» Task statement: Could you find every line in the entries below that holds the word "Result" and copy it?

[Dataset entries]
######

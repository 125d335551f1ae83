//! Plays the synthesizer through the default output device with [cpal](https://crates.io/crates/cpal).

use anyhow::anyhow;
use cpal::traits::{DeviceTrait, HostTrait, StreamTrait};
use cpal::{Device, FromSample, SampleFormat, SizedSample, Stream, StreamConfig};

use crate::synth::SynthControl;

/// A running output stream. Audio stops when it is dropped.
pub struct AudioOutput {
    _stream: Stream,
    sample_rate: u32,
    channels: usize,
}

impl AudioOutput {
    /// Sample rate of the default output device, if there is one.
    pub fn default_sample_rate() -> Option<u32> {
        let device = cpal::default_host().default_output_device()?;
        let config = device.default_output_config().ok()?;
        Some(config.sample_rate().0)
    }

    /// Starts pulling audio from `synth` on the default output device.
    pub fn start(synth: SynthControl) -> anyhow::Result<Self> {
        let host = cpal::default_host();
        let device = host
            .default_output_device()
            .ok_or(anyhow!("failed to find a default output device"))?;
        let config = device.default_output_config()?;
        let stream = match config.sample_format() {
            SampleFormat::F32 => build_stream::<f32>(&device, &config.clone().into(), synth)?,
            SampleFormat::I16 => build_stream::<i16>(&device, &config.clone().into(), synth)?,
            SampleFormat::U16 => build_stream::<u16>(&device, &config.clone().into(), synth)?,
            format => return Err(anyhow!("unsupported sample format {format:?}")),
        };
        stream.play()?;
        let output = Self {
            _stream: stream,
            sample_rate: config.sample_rate().0,
            channels: config.channels() as usize,
        };
        log::info!(
            "audio output: {} Hz, {} channel(s)",
            output.sample_rate,
            output.channels
        );
        Ok(output)
    }

    pub fn sample_rate(&self) -> u32 {
        self.sample_rate
    }

    pub fn channels(&self) -> usize {
        self.channels
    }
}

fn build_stream<T>(
    device: &Device,
    config: &StreamConfig,
    synth: SynthControl,
) -> anyhow::Result<Stream>
where
    T: SizedSample + FromSample<f32>,
{
    let channels = config.channels as usize;
    let mut left = Vec::<f32>::new();
    let mut right = Vec::<f32>::new();
    let stream = device.build_output_stream(
        config,
        move |data: &mut [T], _: &cpal::OutputCallbackInfo| {
            let frames = data.len() / channels.max(1);
            // Grows on the first callbacks, then stays put.
            if left.len() < frames {
                left.resize(frames, 0.0);
                right.resize(frames, 0.0);
            }
            synth.render(&mut left[..frames], &mut right[..frames]);
            write_data(data, channels, &left[..frames], &right[..frames]);
        },
        |err| log::error!("audio stream error: {err}"),
        None,
    )?;
    Ok(stream)
}

/// Interleaves a stereo block into `output`. Even channels get the left signal, odd ones the
/// right; a mono device gets the left.
fn write_data<T: SizedSample + FromSample<f32>>(
    output: &mut [T],
    channels: usize,
    left: &[f32],
    right: &[f32],
) {
    for (frame, (l, r)) in output
        .chunks_mut(channels.max(1))
        .zip(left.iter().zip(right.iter()))
    {
        for (channel, sample) in frame.iter_mut().enumerate() {
            let value = if channel & 1 == 0 { *l } else { *r };
            *sample = T::from_sample(value);
        }
    }
}

#[cfg(test)]
mod tests {
    use super::*;
    use float_eq::assert_float_eq;

    #[test]
    fn interleaves_stereo() {
        let mut out = [0.0f32; 6];
        write_data(&mut out, 2, &[0.1, 0.2, 0.3], &[-0.1, -0.2, -0.3]);
        let expected = [0.1, -0.1, 0.2, -0.2, 0.3, -0.3];
        for (got, want) in out.iter().zip(expected) {
            assert_float_eq!(*got, want, abs <= 1e-6);
        }
    }

    #[test]
    fn extra_channels_alternate() {
        let mut out = [0.0f32; 4];
        write_data(&mut out, 4, &[0.5], &[0.25]);
        assert_eq!(out, [0.5, 0.25, 0.5, 0.25]);
    }

    #[test]
    fn converts_to_integer_samples() {
        let mut out = [0i16; 2];
        write_data(&mut out, 2, &[0.0], &[-1.0]);
        assert_eq!(out[0], 0);
        assert!(out[1] <= -32767);
    }
}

######

» Answer:
    pub fn start(synth: SynthControl) -> anyhow::Result<Self> {
) -> anyhow::Result<Stream>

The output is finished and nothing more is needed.